There are two great subjects treated of in Romans. In Rom. 5:1-12 the Holy Ghost is taking up the question of our guilt, our sins, the fruit of the evil nature. There is no experience in this first part of the epistle. It is very helpful to see this. Is anyone not settled as to the question of the forgiveness of their sins? The reason is because they are bringing into it what God never intended should be brought into it; i.e. experience. Many a soul has doubts and fears and misgivings as to the question of peace, because they have mixed up the experience they have, or they think they ought to have, with the simple recognition of and faith in the testimony of the blessed God. “Being justified by faith, we have peace with God.” Many a one who is quickened has not the peace of Rom. 5:1. What is peace? It is peace with God as God is, in all the unflinching holiness of His character, peace without one of His attributes being violated. That is peace, when there is not one single enemy left, not one solitary foe who could dispute our title to serenity in the presence of God. If a battle has been fought, and the victory gained, this is not peace; for after many a well-gained victory there is war again. A truce, however honorable or long, is not peace; it supposes impending hostilities. But if every enemy had been demolished, and there was not a foe left, there would be peace. “The Lord Jesus was delivered for our offences, raised again for our justification.” At His death every enemy, the whole array of Satan’s power; was let loose, was met by Him and vanquished—sin, Satan, death, hell, the grave.
“His be the victor’s name
Who fought the fight alone.”
Through His death He has brought the believer on the same platform as He stands Himself; and faith connects us with it. What is faith? It is simply the hand stretched out to receive what God delights to give. Faith is not feeling, or experience, or anything that goes on within. Faith gives God credit for being what He is, and accepts what He gives. “By whom also we have access by faith into this grace wherein we stand.” The Christian is not a pardoned criminal. He is pardoned; but he is more. We are in the very favor of God, and we rejoice in hope of the glory of God. We have peace behind, favor under our feet, and glory before us. This is not experience, but possession.

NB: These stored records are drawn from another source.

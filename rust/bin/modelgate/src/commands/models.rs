//! `modelgate models`: show the model hierarchy of the current context.

use std::collections::{BTreeSet, HashSet};
use std::path::Path;

use anyhow::Result;
use modelgate::spec::NO_PARENT;
use modelgate::{ModelFactory, ModelGateway};
use serde_json::json;

use super::resource::load_models;

pub async fn show(output_json: bool, client_config_path: &Path) -> Result<()> {
    let models = load_models(client_config_path).await?;

    if output_json {
        let all: Vec<_> = models
            .gateways()
            .into_iter()
            .map(|g| {
                let fields: serde_json::Map<String, serde_json::Value> = g
                    .descriptor()
                    .fields
                    .iter()
                    .map(|f| (f.name.clone(), json!(f.type_name)))
                    .collect();
                json!({
                    "name": g.model_name(),
                    "full_name": g.descriptor().full_name,
                    "parent": g.parent_name(),
                    "fields": fields,
                })
            })
            .collect();
        println!("{}", serde_json::to_string_pretty(&all)?);
        return Ok(());
    }

    for line in render_tree(&models) {
        println!("{}", line);
    }
    Ok(())
}

/// Indented hierarchy. Models whose parent is not itself a model hang under
/// that parent's name.
pub fn render_tree(models: &ModelFactory) -> Vec<String> {
    let mut lines = Vec::new();
    let mut seen = HashSet::new();

    for root in models.roots() {
        walk(models, root, 0, &mut seen, &mut lines);
    }

    let external: BTreeSet<&str> = models
        .gateways()
        .into_iter()
        .map(|g| g.parent_name())
        .filter(|p| *p != NO_PARENT && !models.contains(p))
        .collect();
    for parent in external {
        lines.push(format!("{} (not a model)", parent));
        for child in models.children_of(parent) {
            walk(models, child, 1, &mut seen, &mut lines);
        }
    }

    // Anything left is part of a parent cycle.
    for gw in models.gateways() {
        if !seen.contains(gw.model_name()) {
            lines.push(format!("{} (cyclic parent {})", gw.model_name(), gw.parent_name()));
        }
    }
    lines
}

fn walk<'a>(
    models: &'a ModelFactory,
    gw: &'a ModelGateway,
    depth: usize,
    seen: &mut HashSet<&'a str>,
    lines: &mut Vec<String>,
) {
    if !seen.insert(gw.model_name()) {
        return;
    }
    let fields: Vec<String> = gw
        .descriptor()
        .fields
        .iter()
        .map(|f| format!("{}: {}", f.name, f.type_name))
        .collect();
    lines.push(format!("{}{} [{}]", "  ".repeat(depth), gw.model_name(), fields.join(", ")));
    for child in models.children_of(gw.model_name()) {
        walk(models, child, depth + 1, seen, lines);
    }
}
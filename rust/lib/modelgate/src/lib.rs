//! Schema-driven REST gateways.
//!
//! The server publishes a model specification; this crate turns it into one
//! [`ModelGateway`] per model type, each able to address its records under
//! their parent and to create, read, update and delete them.
//!
//! # Usage
//!
//! ```ignore
//! use modelgate::{HttpTransport, NoAuth, Session};
//!
//! let transport = Arc::new(HttpTransport::new("http://localhost:8080", Arc::new(NoAuth)));
//! let session = Session::with_transport(transport);
//! let models = session.load().await?;
//!
//! let widgets = models.gateway_for("Widget").unwrap();
//! let mut w = widgets.new_instance();
//! w.set("label", "bolt")?;
//! widgets.post("42", &mut w).await?;  // POST /group/42/Widgets
//! ```

pub mod error;
pub mod factory;
pub mod gateway;
pub mod instance;
pub mod loader;
pub mod ready;
pub mod session;
pub mod spec;
pub mod transport;

pub use error::{FieldError, RequestError, SessionError, SpecError, SpecParseError, TransportError};
pub use factory::ModelFactory;
pub use gateway::{Envelope, Method, ModelGateway};
pub use instance::{InstanceState, ModelInstance};
pub use loader::SpecLoader;
pub use ready::ReadyBarrier;
pub use session::Session;
pub use spec::{EntityDescriptor, FieldDef, SpecFormat, Specification};
pub use transport::{HttpTransport, NoAuth, StaticToken, TextResponse, TokenSource, Transport};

Rom. 5, 7 and 8: We find three things in each of these chapters; three distinct facts are stated in each.
In Rom. 5 we get, first, justification on the principle of faith, and “peace with God” the consequence; second, introduction by faith into present favor with God, the very favor that rests on Christ; third, rejoicing in hope; and there is a fourth thing in the chapter (though this is not on my mind just now), we joy in God.
Rom. 7 describes the condition of a quickened soul under law, the searching power of the law. Three great facts are discovered experimentally, because now we get experience, realization, and feeling.
The soul learns first that in the flesh there is nothing that is good. “In me (that is, in my flesh), dwelleth no good thing.” This is an humbling but real thing to learn. All are on the same platform here, all are in one plight, all are of one stock. Second, that we have another “I” in us, another principle, which is not the sinful flesh. Third, that this new “I” (if I may call it so), has not power of itself over the old; that the old nature is too strong for it; therefore the soul must look for a deliverer “who shall deliver me?”
In Rom. 8 we also find three things: First, the believer has life in the Spirit; second, the Holy Ghost is dwelling in him; third, God is for him. Different states of soul are touched by each of these truths.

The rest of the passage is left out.